I really don't think much about my past life as one of Jehovah's Witnesses anymore. Of course it's all there, always sort of hovering around in my brain.....but as far as day to day goes, I don't give it much thought. This time of year though, it all begins to rumble around me like constant thunder. You'd think that I'd be here, purging all my thoughts and feelings but it really is the one thing I can't write about in any cohesive manner. I just don't have a clue where to begin. So I keep it all in until I feel like there is just no more room in my head and then I come here and spew a bunch of randomness until I feel better. It's a weird routine I've gotten into. But here it goes:

*I sometimes see Jehovah's Witnesses going from door to door in my neighborhood. When they come to my apartment I either don't answer the door, or answer it and just quickly say that I'm not interested. I have no desire to get into any theological discussion with any off those people. I hate that religion and disagree with the majority of the beliefs. But, I think that the practicers of the religion are basically good people who got swept up with an all consuming faith that completely took over their lives. In their hearts they feel they are doing the right thing because they are told over and over that they are, and I can't fault them for that. Nor can I try to change their minds about it all. Although I want to. I so want to. But you can't argue with people about faith/religion/god. Well, you can. But unless someone wants to hear what you have to say, it's futile.

*I sometimes find myself humming songs we used to sing at The Kingdom Hall (the JW church). I find this irritating because none of their songs are particularly pretty or well written. There's one called Let's Watch How We Walk and it's all about watching what you do and say because people of 'the world' are always looking to judge you and the religion and if they see it in a negative light, then they won't convert and have eternal life. And if they don't gain eternal life, then you're essentially blood guilty, and who wants that? But yeah, I hate that those songs are in my head taking up valuable brain space.

*I wish that I could talk to my dad about all this. But he's still an active member of the church and anything I say to him would be seen as completely sacrilegious. He may even go so far as to assume that my thoughts and words aren't my own, but that I'm under the influence of the devil. In recent years our relationship has gotten better but I know that we'll never be close while he's one of Jehovah's Witnesses because there is a whole portion of my life that I can't share with him for fear of offending his completely irrational belief system. I can't send him pictures of the girl dressed for Halloween or pictures of the kids faces on Christmas morning. When my dad and I do talk, there is a whole host of topics we both just sort of mutually avoid. After we talk about Jay's work and the kids, we usually end up discussing real estate or politics. Is that a normal father/daughter conversation? I don't know, it feels like something is missing.

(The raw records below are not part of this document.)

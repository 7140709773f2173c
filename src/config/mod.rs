pub mod defaults;
pub mod types;

pub use defaults::DEFAULT_PROMPT;
pub use types::{
    Config, DevelopmentConfig, Environment, FailoverConfig, KeyCacheConfig, ProductionConfig,
    TimeoutConfig, VisionConfig,
};

use crate::core::network::types::ClientError;
use std::path::{Path, PathBuf};

impl Config {
    /// Default configuration path: `~/.kimaaka/config.toml`
    pub fn config_path() -> Result<PathBuf, ClientError> {
        let home = dirs::home_dir()
            .ok_or_else(|| ClientError::Config("Home directory not found".to_string()))?;
        Ok(home.join(".kimaaka").join("config.toml"))
    }

    /// Load from the default path, then apply environment overrides
    ///
    /// A missing file yields the defaults; a malformed file is an error.
    pub fn load() -> Result<Self, ClientError> {
        let mut config = Self::load_from(&Self::config_path()?)?;
        config.apply_env_overrides()?;
        Ok(config)
    }

    pub fn load_from(path: &Path) -> Result<Self, ClientError> {
        if !path.exists() {
            return Ok(Self::default());
        }
        let content = std::fs::read_to_string(path)
            .map_err(|e| ClientError::Config(format!("Failed to read {}: {}", path.display(), e)))?;
        toml::from_str(&content)
            .map_err(|e| ClientError::Config(format!("Failed to parse {}: {}", path.display(), e)))
    }

    /// Write the default configuration unless one already exists
    pub fn init() -> Result<PathBuf, ClientError> {
        let path = Self::config_path()?;
        if !path.exists() {
            Self::default().save_to(&path)?;
        }
        Ok(path)
    }

    pub fn save_to(&self, path: &Path) -> Result<(), ClientError> {
        if let Some(parent) = path.parent() {
            std::fs::create_dir_all(parent)
                .map_err(|e| ClientError::Config(format!("Failed to create directory: {}", e)))?;
        }
        let content = toml::to_string_pretty(self)
            .map_err(|e| ClientError::Config(format!("Failed to serialize config: {}", e)))?;
        std::fs::write(path, content)
            .map_err(|e| ClientError::Config(format!("Failed to write {}: {}", path.display(), e)))
    }

    /// `KIMAAKA_ENV` selects the environment; `KIMAAKA_SERVER_URLS` replaces
    /// the production list and forces production.
    pub fn apply_env_overrides(&mut self) -> Result<(), ClientError> {
        if let Ok(env_name) = std::env::var("KIMAAKA_ENV") {
            if !env_name.trim().is_empty() {
                self.environment = env_name.parse().map_err(ClientError::Config)?;
            }
        }

        if let Ok(urls) = std::env::var("KIMAAKA_SERVER_URLS") {
            let urls: Vec<String> = urls
                .split(',')
                .map(|u| u.trim().to_string())
                .filter(|u| !u.is_empty())
                .collect();
            if !urls.is_empty() {
                self.production.urls = urls;
                self.environment = Environment::Production;
            }
        }
        Ok(())
    }

    /// Base URLs (no `/api` suffix) for the active environment, in scan order
    pub fn base_urls(&self) -> Vec<String> {
        match self.environment {
            Environment::Production => self
                .production
                .urls
                .iter()
                .map(|u| u.trim_end_matches('/').to_string())
                .collect(),
            Environment::Development => self
                .development
                .ports
                .iter()
                .map(|port| {
                    format!(
                        "{}://{}:{}",
                        self.development.protocol, self.development.hostname, port
                    )
                })
                .collect(),
        }
    }

    /// Validate everything that would otherwise fail later at first use
    pub fn check(&self) -> Result<(), ClientError> {
        let urls = self.base_urls();
        if urls.is_empty() {
            return Err(ClientError::Config(format!(
                "No servers configured for {:?} environment",
                self.environment
            )));
        }
        for base in &urls {
            let parsed = url::Url::parse(base)
                .map_err(|e| ClientError::Config(format!("Invalid server URL {}: {}", base, e)))?;
            if parsed.host_str().is_none() {
                return Err(ClientError::Config(format!("Server URL has no host: {}", base)));
            }
        }
        if self.timeouts.sticky_probe_ms == 0 || self.timeouts.scan_probe_ms == 0 {
            return Err(ClientError::Config("Probe timeouts must be non-zero".to_string()));
        }
        if self.key_cache.ttl_secs == 0 {
            return Err(ClientError::Config("Key cache TTL must be non-zero".to_string()));
        }
        if !self.failover.health_path.starts_with('/') {
            return Err(ClientError::Config(format!(
                "Health path must start with '/': {}",
                self.failover.health_path
            )));
        }
        Ok(())
    }

    pub fn print(&self) -> Result<(), ClientError> {
        let content = toml::to_string_pretty(self)
            .map_err(|e| ClientError::Config(format!("Failed to serialize config: {}", e)))?;
        println!("{}", content);
        Ok(())
    }
}
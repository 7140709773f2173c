use serde::{Deserialize, Serialize};
use std::path::PathBuf;

/// Which candidate list the registry resolves
#[derive(Debug, Clone, Copy, PartialEq, Eq, Serialize, Deserialize, Default)]
#[serde(rename_all = "lowercase")]
pub enum Environment {
    /// Local multi-port servers (`http://localhost:<port>`)
    #[default]
    Development,
    /// Hosted multi-domain servers
    Production,
}

impl std::str::FromStr for Environment {
    type Err = String;

    fn from_str(s: &str) -> Result<Self, Self::Err> {
        match s.trim().to_lowercase().as_str() {
            "development" | "dev" => Ok(Environment::Development),
            "production" | "prod" => Ok(Environment::Production),
            other => Err(format!("Unknown environment: {}", other)),
        }
    }
}

#[derive(Debug, Clone, PartialEq, Serialize, Deserialize)]
#[serde(default)]
pub struct DevelopmentConfig {
    pub ports: Vec<u16>,
    pub hostname: String,
    pub protocol: String,
}

#[derive(Debug, Clone, PartialEq, Serialize, Deserialize)]
#[serde(default)]
pub struct ProductionConfig {
    pub urls: Vec<String>,
}

/// Timeout tiers in milliseconds
#[derive(Debug, Clone, PartialEq, Serialize, Deserialize)]
#[serde(default)]
pub struct TimeoutConfig {
    /// Re-validation of the sticky server (optimistic path, fail fast)
    pub sticky_probe_ms: u32,
    /// Cold candidates during a pool scan
    pub scan_probe_ms: u32,
    pub key_fetch_ms: u32,
    pub admin_stats_ms: u32,
    pub vision_ms: u32,
}

#[derive(Debug, Clone, PartialEq, Serialize, Deserialize)]
#[serde(default)]
pub struct FailoverConfig {
    /// Quarantine is cleared wholesale after this window
    pub quarantine_reset_secs: u64,
    /// Pause before retrying after the last pool member failed
    pub last_server_retry_delay_ms: u64,
    pub health_path: String,
    /// Tried when `health_path` answers 404
    #[serde(skip_serializing_if = "Option::is_none")]
    pub fallback_health_path: Option<String>,
    pub key_path: String,
    pub admin_stats_path: String,
}

#[derive(Debug, Clone, PartialEq, Serialize, Deserialize)]
#[serde(default)]
pub struct KeyCacheConfig {
    pub ttl_secs: u64,
}

/// Vision-AI request parameters
#[derive(Debug, Clone, PartialEq, Serialize, Deserialize)]
#[serde(default)]
pub struct VisionConfig {
    pub model: String,
    /// Models collection URL; `/{model}:generateContent` is appended
    pub endpoint: String,
    pub prompt: String,
    pub mime_type: String,
    pub temperature: f32,
    pub top_k: u32,
    pub top_p: f32,
    pub max_output_tokens: u32,
}

/// Complete client configuration (`~/.kimaaka/config.toml`)
#[derive(Debug, Clone, PartialEq, Serialize, Deserialize)]
#[serde(default)]
pub struct Config {
    pub environment: Environment,
    /// Overrides `~/.kimaaka/storage.json`
    #[serde(skip_serializing_if = "Option::is_none")]
    pub storage_path: Option<PathBuf>,
    pub development: DevelopmentConfig,
    pub production: ProductionConfig,
    pub timeouts: TimeoutConfig,
    pub failover: FailoverConfig,
    pub key_cache: KeyCacheConfig,
    pub vision: VisionConfig,
}
/// Clock abstraction for dependency injection and testing
///
/// Wall-clock milliseconds are used (not `Instant`) because key timestamps
/// and the last-used-server time are persisted across process restarts.
pub trait ClockTrait: Send + Sync {
    /// Milliseconds since the Unix epoch
    fn now_millis(&self) -> i64;
}

/// Production clock implementation using system time
#[derive(Default)]
pub struct SystemClock;

impl ClockTrait for SystemClock {
    fn now_millis(&self) -> i64 {
        chrono::Utc::now().timestamp_millis()
    }
}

*Random fact: There was a study done by the Pew Forum on Religion and Public Life and it found that "Jehovah's Witnesses have the lowest retention rate of any religious tradition. Only 37% of those who say they were raised as Jehovah's Witnesses still identify themselves as Jehovah's Witnesses." (The full report can be seen here.)

*As far as my childhood goes, it wasn't an awful one and I never want to give the impression that I was abused. I was loved. I had everything I needed. But I was sheltered to the point where I think it stifled my development in many ways. I was always shy to begin with, but the fact that I had this viewpoint that the entire world was evil except for those who served Jehovah, made it even worse. Plus, I was an only child. There are times I remember being painfully lonely. I see my own kids now and they have so many friends and such active social lives. I didn't have that as a kid. Mostly, I think I've gotten beyond that now. I'll always be an introvert because I think that's just my personality, but I consider myself normal. More or less.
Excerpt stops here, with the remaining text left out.